=== Begin Enclosure ===
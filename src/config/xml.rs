//! XML configuration support.
//! - Loads settings from config.xml (quick_xml).
//! - Creates a commented template if missing (unless LONGPATH_MOVE_CONFIG is set).
//!
//! Notes:
//! - This module only reads/writes the config file; path sanity checks happen elsewhere.
//! - A config file is entirely optional: every field can come from the CLI or prompts.

use anyhow::Result;
use quick_xml::de::from_str as from_xml_str;
use serde::Deserialize;
use std::env;
use std::fs;
use std::path::{Path, PathBuf};
use tracing::{debug, info};

#[cfg(unix)]
use std::os::unix::fs::PermissionsExt;

use super::paths::{default_config_path, default_log_path, path_has_symlink_ancestor};
use super::types::{Config, LogLevel};
use super::DEFAULT_MAX_PATH_LEN;

/// Environment variable pointing at an explicit config file.
pub const CONFIG_ENV: &str = "LONGPATH_MOVE_CONFIG";

/// Struct mirroring the XML config for deserialization.
#[derive(Debug, Deserialize)]
#[serde(rename = "config")]
struct XmlConfig {
    #[serde(rename = "source_base")]
    source_base: Option<String>,
    #[serde(rename = "target_base")]
    target_base: Option<String>,
    #[serde(rename = "max_path_length", default, deserialize_with = "de_usize_trimmed_opt")]
    max_path_length: Option<usize>,
    #[serde(rename = "log_level")]
    log_level: Option<String>,
    #[serde(rename = "log_file")]
    log_file: Option<String>,
}

// Custom deserializer that trims surrounding whitespace for optional usize
fn de_usize_trimmed_opt<'de, D>(deserializer: D) -> Result<Option<usize>, D::Error>
where
    D: serde::Deserializer<'de>,
{
    let opt: Option<String> = Option::deserialize(deserializer)?;
    Ok(opt.and_then(|s| s.trim().parse::<usize>().ok()))
}

/// Resolve the config path: LONGPATH_MOVE_CONFIG wins, else the OS default.
pub fn config_path() -> Option<PathBuf> {
    if let Some(p) = env::var_os(CONFIG_ENV) {
        return Some(PathBuf::from(p));
    }
    default_config_path()
}

/// Read config from XML and merge it into `cfg` without clobbering values
/// already set. CLI overrides are applied after this runs and win.
///
/// Returns true if a config file was found and parsed.
pub fn merge_config_from_xml(cfg: &mut Config) -> bool {
    let Some(cfg_path) = config_path() else {
        return false;
    };
    if !cfg_path.exists() {
        return false;
    }

    let Ok(content) = fs::read_to_string(&cfg_path) else {
        return false;
    };
    let parsed: XmlConfig = match from_xml_str(&content) {
        Ok(x) => x,
        Err(e) => {
            debug!(
                "Failed to parse config.xml at {}: {}",
                cfg_path.display(),
                e
            );
            return false;
        }
    };

    if cfg.source_base.is_none() {
        cfg.source_base = parsed
            .source_base
            .as_deref()
            .map(str::trim)
            .filter(|s| !s.is_empty())
            .map(PathBuf::from);
    }
    if cfg.target_base.is_none() {
        cfg.target_base = parsed
            .target_base
            .as_deref()
            .map(str::trim)
            .filter(|s| !s.is_empty())
            .map(PathBuf::from);
    }
    if cfg.max_path_len.is_none() {
        cfg.max_path_len = parsed.max_path_length;
    }
    if let Some(lvl) = parsed
        .log_level
        .as_deref()
        .and_then(|s| LogLevel::parse(s.trim()))
    {
        cfg.log_level = lvl;
    }
    if cfg.log_file.is_none() {
        cfg.log_file = parsed
            .log_file
            .as_deref()
            .map(str::trim)
            .filter(|s| !s.is_empty())
            .map(PathBuf::from);
    }

    debug!("Merged config from {}", cfg_path.display());
    true
}

/// Create the default template config file and parent directory.
///
/// On Unix this sets conservative permissions (0o700 dir, 0o600 file) and
/// refuses to write through a symlinked ancestor.
pub fn create_template_config(path: &Path) -> Result<()> {
    if path_has_symlink_ancestor(path)? {
        return Err(anyhow::anyhow!(
            "Refusing to create config: ancestor of {} is a symlink",
            path.display()
        ));
    }

    if let Some(parent) = path.parent() {
        fs::create_dir_all(parent)?;
        #[cfg(unix)]
        {
            let _ = fs::set_permissions(parent, fs::Permissions::from_mode(0o700));
        }
    }

    let suggested_log = default_log_path()
        .map(|p| p.display().to_string())
        .unwrap_or_else(|| "/path/to/longpath_move.log".into());

    let content = format!(
        "<!--\n  longpath_move configuration (XML)\n\n  Fields:\n    source_base      -> root of the tree to scan for over-long paths\n    target_base      -> flat directory that receives relocated files\n    max_path_length  -> absolute-path length threshold in characters\n    log_level        -> quiet | normal | info | debug\n    log_file         -> path to log file (optional; stdout is always used)\n\n  Notes:\n    - CLI flags override XML values; missing values are prompted for.\n-->\n<config>\n  <source_base></source_base>\n  <target_base></target_base>\n  <max_path_length>{}</max_path_length>\n  <log_level>normal</log_level>\n  <log_file>{}</log_file>\n</config>\n",
        DEFAULT_MAX_PATH_LEN, suggested_log
    );

    fs::write(path, content)?;
    #[cfg(unix)]
    {
        let _ = fs::set_permissions(path, fs::Permissions::from_mode(0o600));
    }

    info!("Created template config at {}", path.display());
    Ok(())
}

/// Create the default config if LONGPATH_MOVE_CONFIG is not set and none
/// exists yet; return the created path so the CLI can inform the user.
pub fn ensure_default_config_exists() -> Option<PathBuf> {
    if env::var_os(CONFIG_ENV).is_some() {
        return None;
    }

    let cfg_path = default_config_path()?;
    if cfg_path.exists() {
        return None;
    }

    match create_template_config(&cfg_path) {
        Ok(()) => Some(cfg_path),
        Err(e) => {
            debug!("Could not create template config: {e}");
            None
        }
    }
}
=== End Enclosure ===
### YOUR ASSIGNMENT
Line by line, retype all of the records exactly.

### SOLUTION
filename src/config/xml.rs
//! XML configuration support.
//! - Loads settings from config.xml (quick_xml).
//! - Creates a commented template if missing (unless LONGPATH_MOVE_CONFIG is set).
//!
//! Notes:
//! - This module only reads/writes the config file; path sanity checks happen elsewhere.
//! - A config file is entirely optional: every field can come from the CLI or prompts.

use anyhow::Result;
use quick_xml::de::from_str as from_xml_str;
use serde::Deserialize;
use std::env;
use std::fs;
use std::path::{Path, PathBuf};
use tracing::{debug, info};

#[cfg(unix)]
use std::os::unix::fs::PermissionsExt;

use super::paths::{default_config_path, default_log_path, path_has_symlink_ancestor};
use super::types::{Config, LogLevel};
use super::DEFAULT_MAX_PATH_LEN;

/// Environment variable pointing at an explicit config file.
pub const CONFIG_ENV: &str = "LONGPATH_MOVE_CONFIG";

/// Struct mirroring the XML config for deserialization.
#[derive(Debug, Deserialize)]
#[serde(rename = "config")]
struct XmlConfig {
    #[serde(rename = "source_base")]
    source_base: Option<String>,
    #[serde(rename = "target_base")]
    target_base: Option<String>,
    #[serde(rename = "max_path_length", default, deserialize_with = "de_usize_trimmed_opt")]
    max_path_length: Option<usize>,
    #[serde(rename = "log_level")]
    log_level: Option<String>,
    #[serde(rename = "log_file")]
    log_file: Option<String>,
}

// Custom deserializer that trims surrounding whitespace for optional usize
fn de_usize_trimmed_opt<'de, D>(deserializer: D) -> Result<Option<usize>, D::Error>
where
    D: serde::Deserializer<'de>,
{
    let opt: Option<String> = Option::deserialize(deserializer)?;
    Ok(opt.and_then(|s| s.trim().parse::<usize>().ok()))
}

/// Resolve the config path: LONGPATH_MOVE_CONFIG wins, else the OS default.
pub fn config_path() -> Option<PathBuf> {
    if let Some(p) = env::var_os(CONFIG_ENV) {
        return Some(PathBuf::from(p));
    }
    default_config_path()
}

/// Read config from XML and merge it into `cfg` without clobbering values
/// already set. CLI overrides are applied after this runs and win.
///
/// Returns true if a config file was found and parsed.
pub fn merge_config_from_xml(cfg: &mut Config) -> bool {
    let Some(cfg_path) = config_path() else {
        return false;
    };
    if !cfg_path.exists() {
        return false;
    }

    let Ok(content) = fs::read_to_string(&cfg_path) else {
        return false;
    };
    let parsed: XmlConfig = match from_xml_str(&content) {
        Ok(x) => x,
        Err(e) => {
            debug!(
                "Failed to parse config.xml at {}: {}",
                cfg_path.display(),
                e
            );
            return false;
        }
    };

    if cfg.source_base.is_none() {
        cfg.source_base = parsed
            .source_base
            .as_deref()
            .map(str::trim)
            .filter(|s| !s.is_empty())
            .map(PathBuf::from);
    }
    if cfg.target_base.is_none() {
        cfg.target_base = parsed
            .target_base
            .as_deref()
            .map(str::trim)
            .filter(|s| !s.is_empty())
            .map(PathBuf::from);
    }
    if cfg.max_path_len.is_none() {
        cfg.max_path_len = parsed.max_path_length;
    }
    if let Some(lvl) = parsed
        .log_level
        .as_deref()
        .and_then(|s| LogLevel::parse(s.trim()))
    {
        cfg.log_level = lvl;
    }
    if cfg.log_file.is_none() {
        cfg.log_file = parsed
            .log_file
            .as_deref()
            .map(str::trim)
            .filter(|s| !s.is_empty())
            .map(PathBuf::from);
    }

    debug!("Merged config from {}", cfg_path.display());
    true
}

/// Create the default template config file and parent directory.
///
/// On Unix this sets conservative permissions (0o700 dir, 0o600 file) and
/// refuses to write through a symlinked ancestor.
pub fn create_template_config(path: &Path) -> Result<()> {
    if path_has_symlink_ancestor(path)? {
        return Err(anyhow::anyhow!(
            "Refusing to create config: ancestor of {} is a symlink",
            path.display()
        ));
    }

    if let Some(parent) = path.parent() {
        fs::create_dir_all(parent)?;
        #[cfg(unix)]
        {
            let _ = fs::set_permissions(parent, fs::Permissions::from_mode(0o700));
        }
    }

    let suggested_log = default_log_path()
        .map(|p| p.display().to_string())
        .unwrap_or_else(|| "/path/to/longpath_move.log".into());

    let content = format!(
        "<!--\n  longpath_move configuration (XML)\n\n  Fields:\n    source_base      -> root of the tree to scan for over-long paths\n    target_base      -> flat directory that receives relocated files\n    max_path_length  -> absolute-path length threshold in characters\n    log_level        -> quiet | normal | info | debug\n    log_file         -> path to log file (optional; stdout is always used)\n\n  Notes:\n    - CLI flags override XML values; missing values are prompted for.\n-->\n<config>\n  <source_base></source_base>\n  <target_base></target_base>\n  <max_path_length>{}</max_path_length>\n  <log_level>normal</log_level>\n  <log_file>{}</log_file>\n</config>\n",
        DEFAULT_MAX_PATH_LEN, suggested_log
    );

    fs::write(path, content)?;
    #[cfg(unix)]
    {
        let _ = fs::set_permissions(path, fs::Permissions::from_mode(0o600));
    }

    info!("Created template config at {}", path.display());
    Ok(())
}

/// Create the default config if LONGPATH_MOVE_CONFIG is not set and none
/// exists yet; return the created path so the CLI can inform the user.
pub fn ensure_default_config_exists() -> Option<PathBuf> {
    if env::var_os(CONFIG_ENV).is_some() {
        return None;
    }

    let cfg_path = default_config_path()?;
    if cfg_path.exists() {
        return None;
    }

    match create_template_config(&cfg_path) {
        Ok(()) => Some(cfg_path),
        Err(e) => {
            debug!("Could not create template config: {e}");
            None
        }
    }
}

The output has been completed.